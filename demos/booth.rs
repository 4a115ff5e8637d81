//! Example: L-BFGS on the Booth function
//!
//! Minimizes f(x, y) = (x + 2y - 7)² + (2x + y - 5)², whose minimum is 0 at
//! (1, 3), and prints the iteration trace.

use qnopt::prelude::*;

/// Booth function with an evaluation counter.
#[derive(Debug, Default)]
struct BoothProblem {
    evaluations: usize,
}

impl EvaluationLogic<f64> for BoothProblem {
    fn evaluate(&mut self, x: &DVector<f64>, _step: f64) -> Result<(f64, DVector<f64>)> {
        self.evaluations += 1;
        let a = x[0] + 2.0 * x[1] - 7.0;
        let b = 2.0 * x[0] + x[1] - 5.0;
        let g = DVector::from_vec(vec![2.0 * a + 4.0 * b, 4.0 * a + 2.0 * b]);
        Ok((a * a + b * b, g))
    }
}

fn main() -> Result<()> {
    println!("L-BFGS on the Booth function");
    println!("============================\n");

    let x0 = DVector::from_vec(vec![-5.0, 8.0]);
    println!("Initial point: [{:.3}, {:.3}]\n", x0[0], x0[1]);

    let params = Parameters::default().with_memory(4).with_epsilon(1e-8);
    let mut optimizer = LBFGS::new(params);
    let mut logic = PrintProgress::new(BoothProblem::default(), 1);

    let result = optimizer.minimize(2, &x0, &mut logic).into_result()?;
    let problem = logic.into_inner();

    println!("\nOptimizer: {}", optimizer.name());
    println!("Return code: {}", result.return_code);
    println!(
        "Solution: [{:.6}, {:.6}]",
        result.optimized_variables[0], result.optimized_variables[1]
    );
    if let Some(fx) = result.final_function_value {
        println!("Final value: {fx:.3e}");
    }
    println!("Iterations: {}", result.iterations);
    println!("Evaluations: {}", problem.evaluations);
    println!("Path length: {}", optimizer.path().len());

    Ok(())
}
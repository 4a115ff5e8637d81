//! Example: full-memory BFGS variants
//!
//! Compares the exact, backtracking and pluggable line searches of BFGS,
//! the steepest-descent mode, a finite-difference gradient and a
//! penalty-constrained problem.

use qnopt::prelude::*;

fn himmelblau_value(x: &DVector<f64>) -> f64 {
    let a = x[0] * x[0] + x[1] - 11.0;
    let b = x[0] + x[1] * x[1] - 7.0;
    a * a + b * b
}

fn himmelblau(x: &DVector<f64>) -> Result<(f64, DVector<f64>)> {
    let a = x[0] * x[0] + x[1] - 11.0;
    let b = x[0] + x[1] * x[1] - 7.0;
    let g = DVector::from_vec(vec![4.0 * a * x[0] + 2.0 * b, 2.0 * a + 4.0 * b * x[1]]);
    Ok((himmelblau_value(x), g))
}

fn report(label: &str, result: &OptimizationResult<f64>) {
    println!(
        "{:<24} {:>18} {:>6} {:>6}  x = [{:.5}, {:.5}]",
        label,
        result.return_code.description(),
        result.iterations,
        result.evaluations,
        result.optimized_variables[0],
        result.optimized_variables[1]
    );
}

fn main() -> Result<()> {
    println!("BFGS on Himmelblau's function");
    println!("=============================\n");

    let x0 = DVector::from_vec(vec![0.0, 0.0]);
    println!(
        "{:<24} {:>18} {:>6} {:>6}",
        "variant", "outcome", "iters", "evals"
    );

    let variants = [
        ("exact", BFGSConfig::new()),
        (
            "backtracking",
            BFGSConfig::new().with_line_search(BFGSLineSearch::Backtracking),
        ),
        (
            "more-thuente",
            BFGSConfig::new()
                .with_line_search(BFGSLineSearch::Strategy(LineSearchAlgorithm::MoreThuente)),
        ),
        (
            "strong wolfe, damped",
            BFGSConfig::new()
                .with_line_search(BFGSLineSearch::Strategy(
                    LineSearchAlgorithm::BacktrackingStrongWolfe,
                ))
                .with_damping(0.5),
        ),
        (
            "steepest descent",
            BFGSConfig::new()
                .with_steepest_descent(true)
                .with_max_iterations(5000),
        ),
    ];

    for (label, config) in variants {
        let mut optimizer = BFGS::new(config);
        let result = optimizer.minimize(2, &x0, &mut FnEvaluation::new(himmelblau));
        report(label, &result);
    }

    // Same function, gradient by central differences.
    let objective = FnObjective::new(himmelblau_value);
    let mut optimizer = BFGS::new(BFGSConfig::new().with_tolerance(1e-10));
    let result = optimizer.minimize_numerically(2, &x0, objective);
    report("finite differences", &result);

    // Himmelblau restricted to the disc x² + y² <= 4.
    let objective = FnObjective::new(himmelblau_value);
    let constrained = PenaltyObjective::new(objective, |x: &DVector<f64>| {
        Ok(Constraints::inequality(DVector::from_vec(vec![x.dot(x) - 4.0])))
    })
    .with_weight(1e3);
    let mut optimizer = BFGS::new(BFGSConfig::new().with_tolerance(1e-8));
    let result = optimizer.minimize_numerically(2, &x0, constrained);
    report("penalty, disc r = 2", &result);

    if let Some(h) = optimizer.inverse_hessian() {
        println!("\nFinal inverse Hessian estimate:\n{h:.4}");
    }

    Ok(())
}
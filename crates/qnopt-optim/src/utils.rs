//! Fallible allocation helpers shared by the engines.
//!
//! The history buffer and the inverse-Hessian matrix are sized by the
//! problem, so their allocation goes through `try_reserve_exact` and an
//! overflow-checked element count. Both failures surface as
//! [`ReturnCode::OutOfMemory`].

use qnopt_core::{
    types::{DMatrix, DVector, Scalar},
    ReturnCode,
};

/// Element storage for `elements` zeros, or `OutOfMemory`.
fn try_buffer<T: Scalar>(elements: usize) -> Result<Vec<T>, ReturnCode> {
    let mut data = Vec::new();
    data.try_reserve_exact(elements)
        .map_err(|_| ReturnCode::OutOfMemory)?;
    data.resize(elements, T::zero());
    Ok(data)
}

/// Zero vector of length `n`.
pub(crate) fn try_zeros<T: Scalar>(n: usize) -> Result<DVector<T>, ReturnCode> {
    try_buffer(n).map(DVector::from_vec)
}

/// `n × n` identity matrix.
pub(crate) fn try_identity<T: Scalar>(n: usize) -> Result<DMatrix<T>, ReturnCode> {
    let elements = n.checked_mul(n).ok_or(ReturnCode::OutOfMemory)?;
    let mut matrix = DMatrix::from_vec(n, n, try_buffer(elements)?);
    matrix.fill_with_identity();
    Ok(matrix)
}

/// Total element count of `pairs` vector pairs of length `n`.
pub(crate) fn pair_elements(n: usize, pairs: usize) -> Result<usize, ReturnCode> {
    n.checked_mul(pairs)
        .and_then(|e| e.checked_mul(2))
        .ok_or(ReturnCode::OutOfMemory)
}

· · · · ·

--- Problem to solve ---
Using the listing above, state how many lines contain the string "Example". Give the number by itself.

--- Answer space ---
2